Gesamtmetall-Hauptgeschäftsführer Oliver Zander erläutert in der Welt die Krise der Industrie:
„Wir müssen davon ausgehen, dass das Personal weiter reduziert wird.“ In vielen Betrieben habe die eigentliche Anpassungswelle noch gar nicht begonnen. Die verlorenen Stückzahlen seien permanent: „Es ist nicht absehbar, dass die wiederkommen.“ Zwar gebe es in der Metall- und Elektro-Industrie durchaus Lichtblicke: Der Rüstungsbereich boomt, sonstige Fahrzeugbauer wie Panzer- und Munitionshersteller verzeichnen teils sechsfach höhere Auftragseingänge als noch 2015. Doch die Größenverhältnisse seien eindeutig: Maschinenbau, Autoindustrie und Metallherstellung sind die Dickschiffe der Branche und sie befinden sich im negativen Bereich. Was die kleineren, wachsenden Segmente aufbauen, kann den Verlust nicht ausgleichen.

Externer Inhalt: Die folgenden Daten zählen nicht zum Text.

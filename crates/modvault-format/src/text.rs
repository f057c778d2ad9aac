//! Fixed-width text fields.
//!
//! Tracker names are single-byte text. Each byte maps to the `char` with the
//! same value (Latin-1), so every field survives a decode/encode cycle.

use crate::error::{ModuleError, Result};

/// Extract a null-terminated or space-padded string from a byte slice.
pub(crate) fn extract_string(data: &[u8]) -> String {
    let end = data.iter().position(|&b| b == 0).unwrap_or(data.len());
    let text: String = data[..end].iter().map(|&b| char::from(b)).collect();
    text.trim_end_matches(|c: char| c.is_ascii_whitespace())
        .to_string()
}

/// Render `text` into a zero-padded field of exactly `N` bytes, truncating if needed.
///
/// Fails when a character has no single-byte form (above U+00FF).
pub(crate) fn fixed_field<const N: usize>(what: &str, text: &str) -> Result<[u8; N]> {
    let mut buf = [0u8; N];
    for (slot, c) in buf.iter_mut().zip(text.chars()) {
        *slot = u8::try_from(c).map_err(|_| {
            ModuleError::InvalidDocument(format!(
                "{} '{}' contains '{}', which has no single-byte encoding",
                what, text, c
            ))
        })?;
    }
    Ok(buf)
}
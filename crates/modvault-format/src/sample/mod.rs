//! Sample payload decompressors.
//!
//! XM stores PCM as successive differences rather than absolute amplitudes.
//! [`delta`] undoes (and, for writers and tests, applies) that coding for 8-
//! and 16-bit samples; [`adpcm`] handles the ModPlug 4-bit ADPCM variant that
//! some XM files carry in place of 8-bit deltas.

pub mod adpcm;
pub mod delta;

pub use adpcm::{adpcm4_packed_len, decode_adpcm4, ADPCM4_DATA_TYPE, ADPCM4_TABLE_SIZE};
pub use delta::{decode_delta16, decode_delta8, encode_delta16, encode_delta8};
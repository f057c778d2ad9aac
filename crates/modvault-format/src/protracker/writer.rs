//! ProTracker file writer - assembles header, patterns and PCM into a MOD file.

use byteorder::{BigEndian, WriteBytesExt};
use std::io::Write;

use super::{
    magic_for_channels, pattern_count_for, NUM_SAMPLES, SAMPLE_NAME_LEN, SAMPLE_RECORD_LEN,
    SEQUENCE_LEN, TITLE_LEN,
};
use crate::error::{ModuleError, Result};
use crate::pattern::{Pattern, PROTRACKER_ROWS};
use crate::text::fixed_field;

/// Largest sample a MOD record can describe: 65535 words.
pub const MAX_SAMPLE_BYTES: usize = u16::MAX as usize * 2;

/// A sample slot to be written.
#[derive(Debug, Clone, Default, PartialEq, Eq)]
pub struct ModSampleRecord {
    pub name: String,
    pub finetune: u8,
    pub volume: u8,
    /// Loop start in words.
    pub repeat_offset: u16,
    /// Loop length in words.
    pub repeat_length: u16,
    /// PCM bytes. The stored word length is always derived from this.
    pub data: Vec<u8>,
}

impl ModSampleRecord {
    /// PCM padded to a whole number of words.
    fn padded_data(&self) -> Vec<u8> {
        let mut data = self.data.clone();
        if data.len() % 2 != 0 {
            data.push(0);
        }
        data
    }
}

/// Builder for ProTracker module bytes.
#[derive(Debug, Clone)]
pub struct ModWriter {
    pub title: String,
    pub restart_position: u8,
    song_length: u8,
    num_channels: usize,
    order: Vec<u8>,
    samples: Vec<Option<ModSampleRecord>>,
    patterns: Vec<Pattern>,
}

impl ModWriter {
    /// Start a module with the given title and channel count (4, 6 or 8).
    pub fn new(title: &str, num_channels: usize) -> Result<Self> {
        if magic_for_channels(num_channels).is_none() {
            return Err(ModuleError::InvalidDocument(format!(
                "cannot write a MOD with {} channels (expected 4, 6 or 8)",
                num_channels
            )));
        }
        Ok(Self {
            title: title.to_string(),
            restart_position: 0,
            song_length: 0,
            num_channels,
            order: Vec::new(),
            samples: vec![None; NUM_SAMPLES],
            patterns: Vec::new(),
        })
    }

    pub fn num_channels(&self) -> usize {
        self.num_channels
    }

    /// Set the played order. Song length becomes its length, capped at 128.
    pub fn set_order_table(&mut self, order: &[u8]) {
        self.order = order.iter().copied().take(SEQUENCE_LEN).collect();
        self.song_length = self.order.len() as u8;
    }

    /// Override the song length written to the header.
    pub fn set_song_length(&mut self, song_length: u8) {
        self.song_length = song_length;
    }

    pub fn song_length(&self) -> u8 {
        self.song_length
    }

    /// Highest pattern index the sequence table refers to, plus one.
    ///
    /// A decoder expects exactly this many patterns after the header.
    pub fn required_patterns(&self) -> usize {
        pattern_count_for(&self.order)
    }

    /// Place a sample in slot `index` (0-based, 0..31).
    pub fn set_sample(&mut self, index: usize, sample: ModSampleRecord) -> Result<()> {
        if index >= NUM_SAMPLES {
            return Err(ModuleError::out_of_range("sample", index, NUM_SAMPLES));
        }
        if sample.data.len() > MAX_SAMPLE_BYTES {
            return Err(ModuleError::InvalidDocument(format!(
                "sample {} has {} bytes of PCM (maximum {})",
                index + 1,
                sample.data.len(),
                MAX_SAMPLE_BYTES
            )));
        }
        self.samples[index] = Some(sample);
        Ok(())
    }

    /// Append a pattern. It must be 64 rows of this module's channel count.
    pub fn add_pattern(&mut self, pattern: Pattern) -> Result<()> {
        if pattern.num_rows() != PROTRACKER_ROWS {
            return Err(ModuleError::out_of_range(
                "row",
                pattern.num_rows(),
                PROTRACKER_ROWS,
            ));
        }
        if pattern.num_channels() != self.num_channels {
            return Err(ModuleError::out_of_range(
                "channel",
                pattern.num_channels(),
                self.num_channels,
            ));
        }
        self.patterns.push(pattern);
        Ok(())
    }

    /// Write the complete module.
    pub fn write<W: Write>(&self, writer: &mut W) -> Result<()> {
        writer.write_all(&fixed_field::<TITLE_LEN>("title", &self.title)?)?;

        for slot in &self.samples {
            match slot {
                Some(sample) => {
                    let words = sample.padded_data().len() / 2;
                    let name = fixed_field::<SAMPLE_NAME_LEN>("sample name", &sample.name)?;
                    writer.write_all(&name)?;
                    writer.write_u16::<BigEndian>(words as u16)?;
                    writer.write_u8(sample.finetune)?;
                    writer.write_u8(sample.volume)?;
                    writer.write_u16::<BigEndian>(sample.repeat_offset)?;
                    writer.write_u16::<BigEndian>(sample.repeat_length)?;
                }
                None => writer.write_all(&[0u8; SAMPLE_RECORD_LEN])?,
            }
        }

        writer.write_u8(self.song_length)?;
        writer.write_u8(self.restart_position)?;
        let mut sequence = [0u8; SEQUENCE_LEN];
        sequence[..self.order.len()].copy_from_slice(&self.order);
        writer.write_all(&sequence)?;

        // new() only accepts channel counts that have a magic number.
        let magic = magic_for_channels(self.num_channels).unwrap_or(b"M.K.");
        writer.write_all(magic)?;

        for pattern in &self.patterns {
            writer.write_all(pattern.data())?;
        }

        for sample in self.samples.iter().flatten() {
            writer.write_all(&sample.padded_data())?;
        }

        Ok(())
    }

    /// Write the module to a byte vector.
    pub fn to_bytes(&self) -> Result<Vec<u8>> {
        let mut buffer = Vec::new();
        self.write(&mut buffer)?;
        Ok(buffer)
    }
}
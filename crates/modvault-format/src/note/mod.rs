//! ProTracker note cell codec and period/pitch-name mapping.
//!
//! A MOD note occupies four bytes:
//!
//! ```text
//!  byte 0      byte 1      byte 2      byte 3
//! iiii pppp   pppp pppp   iiii eeee   xxxx xxxx
//! ```
//!
//! `p` is the 12-bit period, the two `i` nibbles are the high and low halves of
//! the instrument number, `e` is the effect command and `x` its parameter.

mod period;


pub use period::{period_for_name, pitch_name, PERIOD_TABLE};

/// Size of one packed note in bytes.
pub const NOTE_SIZE: usize = 4;

/// Largest period a note cell can hold (12 bits).
pub const MAX_PERIOD: u16 = 0x0FFF;

/// Largest effect command (one nibble).
pub const MAX_EFFECT: u8 = 0x0F;

/// A decoded note cell.
#[derive(Debug, Clone, Copy, Default, PartialEq, Eq, Hash)]
pub struct Note {
    /// Amiga period (0 = no note).
    pub period: u16,
    /// Sample/instrument number (0 = none).
    pub instrument: u8,
    /// Effect command nibble.
    pub effect: u8,
    /// Effect parameter byte.
    pub parameter: u8,
}

impl Note {
    /// Create an empty note.
    pub fn empty() -> Self {
        Self::default()
    }

    /// Unpack a note from its four-byte representation.
    pub fn decode(bytes: [u8; NOTE_SIZE]) -> Self {
        let [b0, b1, b2, b3] = bytes;
        Self {
            period: (((b0 & 0x0F) as u16) << 8) | b1 as u16,
            instrument: (b0 & 0xF0) | ((b2 & 0xF0) >> 4),
            effect: b2 & 0x0F,
            parameter: b3,
        }
    }

    /// Pack the note into four bytes; the exact inverse of [`Note::decode`].
    pub fn encode(&self) -> [u8; NOTE_SIZE] {
        [
            (self.instrument & 0xF0) | ((self.period >> 8) & 0x0F) as u8,
            (self.period & 0xFF) as u8,
            ((self.instrument & 0x0F) << 4) | (self.effect & 0x0F),
            self.parameter,
        ]
    }

    /// True when every field is zero.
    pub fn is_empty(&self) -> bool {
        self.period == 0 && self.instrument == 0 && self.effect == 0 && self.parameter == 0
    }

    /// Pitch name of this note's period, if it is an exact table entry.
    pub fn pitch_name(&self) -> Option<&'static str> {
        pitch_name(self.period).ok()
    }
}
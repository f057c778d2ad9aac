//! JSON output types for machine-readable CLI output.
//!
//! Every command that takes `--json` prints exactly one of these records to
//! stdout. Log output goes to stderr and never mixes in.

use modvault_format::{InstrumentView, Module, ModuleFormat, Sample};
use serde::{Deserialize, Serialize};

/// Error codes for CLI operations.
///
/// These codes are stable and can be used for programmatic error handling.
pub mod error_codes {
    /// File could not be read or unpacked
    pub const FILE_READ: &str = "CLI_001";
    /// Module bytes failed to decode
    pub const DECODE: &str = "CLI_002";
    /// Path is not a directory
    pub const NOT_A_DIRECTORY: &str = "CLI_003";
}

/// A structured error in JSON output.
#[derive(Debug, Clone, Serialize, Deserialize, PartialEq, Eq)]
pub struct JsonError {
    /// Stable error code (e.g., "CLI_001")
    pub code: String,
    /// Human-readable error message
    pub message: String,
    /// Source file path (if applicable)
    #[serde(skip_serializing_if = "Option::is_none")]
    pub file: Option<String>,
}

impl JsonError {
    /// Creates a new error with code and message.
    pub fn new(code: impl Into<String>, message: impl Into<String>) -> Self {
        Self {
            code: code.into(),
            message: message.into(),
            file: None,
        }
    }

    /// Sets the file path for this error.
    pub fn with_file(mut self, file: impl Into<String>) -> Self {
        self.file = Some(file.into());
        self
    }
}

/// One sample in an `info` listing.
#[derive(Debug, Clone, Serialize, Deserialize, PartialEq, Eq)]
pub struct SampleSummary {
    /// Zero-based position in the module's sample table
    pub index: usize,
    pub name: String,
    #[serde(skip_serializing_if = "Option::is_none")]
    pub filename: Option<String>,
    /// PCM length in bytes
    pub length: usize,
}

impl SampleSummary {
    pub fn from_sample(index: usize, sample: &Sample) -> Self {
        Self {
            index,
            name: sample.name().to_string(),
            filename: sample.filename.clone().filter(|f| !f.is_empty()),
            length: sample.data().len(),
        }
    }
}

/// One instrument in an `info` listing.
#[derive(Debug, Clone, Serialize, Deserialize, PartialEq, Eq)]
pub struct InstrumentSummary {
    pub index: usize,
    pub name: String,
    #[serde(skip_serializing_if = "Option::is_none")]
    pub filename: Option<String>,
    /// Number of samples the instrument owns
    pub samples: usize,
}

impl InstrumentSummary {
    pub fn from_view(index: usize, view: &InstrumentView<'_>) -> Self {
        Self {
            index,
            name: view.name.to_string(),
            filename: view.filename.filter(|f| !f.is_empty()).map(str::to_string),
            samples: view.samples.len(),
        }
    }
}

/// Module summary shared by `info` and `scan`.
#[derive(Debug, Clone, Serialize, Deserialize, PartialEq, Eq)]
pub struct ModuleSummary {
    pub format: ModuleFormat,
    pub title: String,
    pub pattern_count: usize,
    pub sample_count: usize,
    pub instrument_count: usize,
}

impl ModuleSummary {
    pub fn from_module(module: &Module) -> Self {
        Self {
            format: module.format(),
            title: module.title().to_string(),
            pattern_count: module.pattern_count(),
            sample_count: module.samples().len(),
            instrument_count: module.instruments().len(),
        }
    }
}

/// JSON output for the `info` command.
#[derive(Debug, Clone, Serialize, Deserialize)]
pub struct InfoOutput {
    /// Whether the module decoded
    pub success: bool,
    pub errors: Vec<JsonError>,
    /// Input file path
    pub input: String,
    /// Archive entry name, for zipped inputs
    #[serde(skip_serializing_if = "Option::is_none")]
    pub archive_entry: Option<String>,
    #[serde(skip_serializing_if = "Option::is_none")]
    pub module: Option<ModuleSummary>,
    #[serde(default, skip_serializing_if = "Vec::is_empty")]
    pub samples: Vec<SampleSummary>,
    #[serde(default, skip_serializing_if = "Vec::is_empty")]
    pub instruments: Vec<InstrumentSummary>,
}

impl InfoOutput {
    /// Creates a failed info output.
    pub fn failure(input: impl Into<String>, error: JsonError) -> Self {
        Self {
            success: false,
            errors: vec![error],
            input: input.into(),
            archive_entry: None,
            module: None,
            samples: Vec::new(),
            instruments: Vec::new(),
        }
    }
}

/// One file in a `scan` report.
#[derive(Debug, Clone, Serialize, Deserialize)]
pub struct ScanEntry {
    pub path: String,
    #[serde(skip_serializing_if = "Option::is_none")]
    pub module: Option<ModuleSummary>,
    /// Why the file failed to load
    #[serde(skip_serializing_if = "Option::is_none")]
    pub error: Option<JsonError>,
}

/// Totals for a `scan` report.
#[derive(Debug, Clone, Default, Serialize, Deserialize, PartialEq, Eq)]
pub struct ScanSummary {
    pub total: usize,
    pub loaded: usize,
    pub failed: usize,
}

/// JSON output for the `scan` command.
#[derive(Debug, Clone, Serialize, Deserialize)]
pub struct ScanOutput {
    /// True when every file loaded
    pub success: bool,
    pub errors: Vec<JsonError>,
    pub dir: String,
    pub files: Vec<ScanEntry>,
    pub summary: ScanSummary,
}

impl ScanOutput {
    pub fn from_entries(dir: impl Into<String>, files: Vec<ScanEntry>) -> Self {
        let loaded = files.iter().filter(|f| f.module.is_some()).count();
        let summary = ScanSummary {
            total: files.len(),
            loaded,
            failed: files.len() - loaded,
        };
        Self {
            success: summary.failed == 0,
            errors: Vec::new(),
            dir: dir.into(),
            files,
            summary,
        }
    }

    pub fn failure(dir: impl Into<String>, error: JsonError) -> Self {
        Self {
            success: false,
            errors: vec![error],
            dir: dir.into(),
            files: Vec::new(),
            summary: ScanSummary::default(),
        }
    }
}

Besonders beunruhigend ist in diesem Zusammenhang, was Zander die „nächste Welle“ nennt. Das Muster ist in der Automobilindustrie bereits zu beobachten: Zunächst haben die großen Hersteller wie Volkswagen, begonnen, Personal abzubauen. Jetzt folgen die sogenannten Tier-1 Zulieferer, die direkten Lieferanten der Fahrzeughersteller. Und dann, mit zeitlichem Abstand, trifft es die Beschäftigten der mittelständischen Betriebe, die weiter unten in der Lieferkette sitzen. „Das wird sich jetzt materialisieren“, sagt Zander.
Aus Sicht der Arbeitgebervertreter müsste die Politik das angehen, was sie die „Vier Plagen“ nennen. Gemeint sind Energiekosten, Steuern, Sozialabgaben und Bürokratie. Jede für sich sei schon problematisch, zusammen seien sie toxisch für den Standort.